4.11 In 6 of 7 unadjusted analyses, MammaPrint had prognostic accuracy (there were statistically significant differences between low-risk and high-risk groups) for 10 year distant recurrence-free survival or interval, regardless of LN status.

4.12 In adjusted analyses, a pooled analysis of patients with LN‑negative and LN-positive disease showed that MammaPrint had statistically significant prognostic accuracy for 10-year distant recurrence-free survival after adjusting for clinical and pathological variables. In patients with LN-negative disease, MammaPrint had statistically significant prognostic accuracy for 10-year distant recurrence-free interval when adjusted for Adjuvant! Online, Nottingham Prognostic Index (NPI) or clinical and pathological variables. In patients with LN-positive disease, MammaPrint had borderline statistically significant prognostic accuracy for 10-year distant metastasis-free survival when adjusted for clinical and pathological variables.

Prosigna

4.13 There were 8 data sets that provided information on the prognostic ability of Prosigna: 6 reanalyses of RCT data and 3 retrospective analyses of 2 prospective cohort studies. All studies were validation studies, and in 5 studies patients had endocrine monotherapy. Some studies included some patients who were out of scope (with HER2-positive or hormone receptor-negative disease or both).

4.14 Prosigna had statistically significant prognostic accuracy for 10‑year distant recurrence-free survival and interval in all unadjusted analyses of patients with LN-negative and LN-positive disease.

4.15 In analyses adjusted for clinical and pathological variables or tools, Prosigna had prognostic accuracy for 10-year distant metastasis‑free survival and distant recurrence-free survival. In patients with LN-negative disease the results were statistically significant. In patients with LN-positive disease the results were statistically or borderline significant.

EndoPredict

4.16 There were 3 data sets that provided information on the prognostic ability of EndoPredict; all were reanalyses of RCT data. All studies were validation studies, and in 2 of the 3 studies patients had endocrine monotherapy.

4.17 In unadjusted analyses, EndoPredict (EPclin) had statistically significant prognostic accuracy for 10-year distant recurrence-free survival and interval in patients with LN-negative and LN-positive disease.

4.18 Adjusted analyses of TransATAC data show that EndoPredict (EPclin) had statistically significant increases in likelihood ratio for 10-year distant recurrence-free interval over clinical and pathological variables or tools, regardless of LN status.

IHC4 and IHC4+C

4.19 There were 12 data sets that provided information on the prognostic ability of IHC4 and IHC4+C: 6 reanalyses of RCT data and 6 reanalyses of routinely collected data. Most of the data related to the IHC4 score alone, without including clinical factors. One of the studies was based on the derivation cohort for IHC4, and therefore may have overestimated prognostic ability. The remaining studies were validation studies. Patients had endocrine monotherapy in only 2 studies, 1 of which was the derivation cohort study.

4.20 In unadjusted analyses, IHC4 had statistically significantly better prognostic performance in groups with high risk than in groups with low risk (defined by quartiles or tertiles), regardless of lymph node status. However, no studies reported survival or recurrence outcomes by risk group. Also, many used laboratory methods that differed from the derivation study methodology. In adjusted analyses, IHC4 had additional prognostic value over clinical and pathological factors in 3 studies, but patients had endocrine monotherapy in only 1 of these studies.

4.21 Data on IHC4+C came from the derivation cohort and 1 validation cohort. These studies showed that IHC4+C had prognostic value in unadjusted analyses. In adjusted analyses IHC4+C provided statistically significantly more information than the NPI in LN‑negative, but not LN-positive, disease.

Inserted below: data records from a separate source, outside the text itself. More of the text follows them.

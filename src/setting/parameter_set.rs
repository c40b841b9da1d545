//! Named collection of settings attached to one managed resource.

use std::collections::HashSet;

use serde::{Deserialize, Serialize};

use super::{Setting, SettingName};

/// Description given to parameter sets created without one.
pub const DEFAULT_DESCRIPTION: &str = "Managed by paramsync";

/// A named, ordered collection of [`Setting`]s.
///
/// The declared order of `settings` is significant: the reconciler emits
/// drift in this order and the planner preserves it for free settings.
///
/// Name uniqueness is not enforced on construction so that both desired
/// input and remote observations can be represented as given; consumers
/// check it with [`find_duplicate`] and reject duplicates themselves.
#[derive(Debug, Clone, PartialEq, Eq, Serialize, Deserialize)]
pub struct ParameterSet {
    /// Identifier of the parameter set on the remote side.
    pub name: String,
    /// Engine family (e.g. `mysql8.0`), selects coupling rules.
    pub family: String,
    /// Free-text description.
    #[serde(default = "default_description")]
    pub description: String,
    /// Settings in declared order.
    #[serde(default)]
    pub settings: Vec<Setting>,
}

fn default_description() -> String {
    DEFAULT_DESCRIPTION.to_string()
}

impl ParameterSet {
    /// Creates an empty parameter set.
    #[must_use]
    pub fn new(name: impl Into<String>, family: impl Into<String>) -> Self {
        Self {
            name: name.into(),
            family: family.into(),
            description: default_description(),
            settings: Vec::new(),
        }
    }

    /// Sets the description.
    #[must_use]
    pub fn with_description(mut self, description: impl Into<String>) -> Self {
        self.description = description.into();
        self
    }

    /// Appends a setting.
    #[must_use]
    pub fn with_setting(mut self, setting: Setting) -> Self {
        self.settings.push(setting);
        self
    }

    /// Appends several settings, keeping their order.
    #[must_use]
    pub fn with_settings(mut self, settings: impl IntoIterator<Item = Setting>) -> Self {
        self.settings.extend(settings);
        self
    }

    /// Looks up a setting by name, ignoring ASCII case.
    #[must_use]
    pub fn get(&self, name: &str) -> Option<&Setting> {
        self.settings.iter().find(|s| s.name.matches(name))
    }

    /// Returns true if a setting with this name exists.
    #[must_use]
    pub fn contains(&self, name: &SettingName) -> bool {
        self.settings.iter().any(|s| &s.name == name)
    }

    /// Returns the number of settings.
    #[must_use]
    pub fn len(&self) -> usize {
        self.settings.len()
    }

    /// Returns true if there are no settings.
    #[must_use]
    pub fn is_empty(&self) -> bool {
        self.settings.is_empty()
    }

    /// Iterates settings in declared order.
    pub fn iter(&self) -> std::slice::Iter<'_, Setting> {
        self.settings.iter()
    }
}

impl<'a> IntoIterator for &'a ParameterSet {
    type Item = &'a Setting;
    type IntoIter = std::slice::Iter<'a, Setting>;

    fn into_iter(self) -> Self::IntoIter {
        self.settings.iter()
    }
}

/// Returns the first name that occurs more than once (ignoring case).
#[must_use]
pub fn find_duplicate(settings: &[Setting]) -> Option<&SettingName> {
    let mut seen = HashSet::with_capacity(settings.len());
    settings
        .iter()
        .map(|s| &s.name)
        .find(|name| !seen.insert(*name))
}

Prediction of relative treatment effect

4.22 In addition to estimating the risk of recurrence, the ability of Oncotype DX and MammaPrint to predict which patients have disease that will respond to chemotherapy was explored in 7 data sets. The external assessment group (EAG) reviewed evidence in support of this.

Oncotype DX

4.23 In 5 data sets (2 reanalyses of RCT data and 3 observational studies) reported across 11 published references and 1 confidential manuscript, analyses assessed the ability of Oncotype DX to predict relative treatment effects for chemotherapy.

4.24 The 2 reanalyses of RCTs suggest that Oncotype DX may predict differences in relative treatment effects for chemotherapy. Hazard ratios for disease-free survival for patients having chemotherapy compared with those having no chemotherapy suggested that the greatest relative treatment effect was for patients in the Oncotype DX high-risk category. Unadjusted interaction tests between Oncotype DX risk group and relative treatment effects were mainly statistically significant. Adjusted interaction tests were statistically significant in an analysis of patients with HER2-negative, LN‑negative disease, but in patients with LN-positive disease the interaction test was not significant when hormone receptor status was adjusted for. However, the data for the population with LN‑negative disease came from the derivation cohort for Oncotype DX and may overestimate predictive performance.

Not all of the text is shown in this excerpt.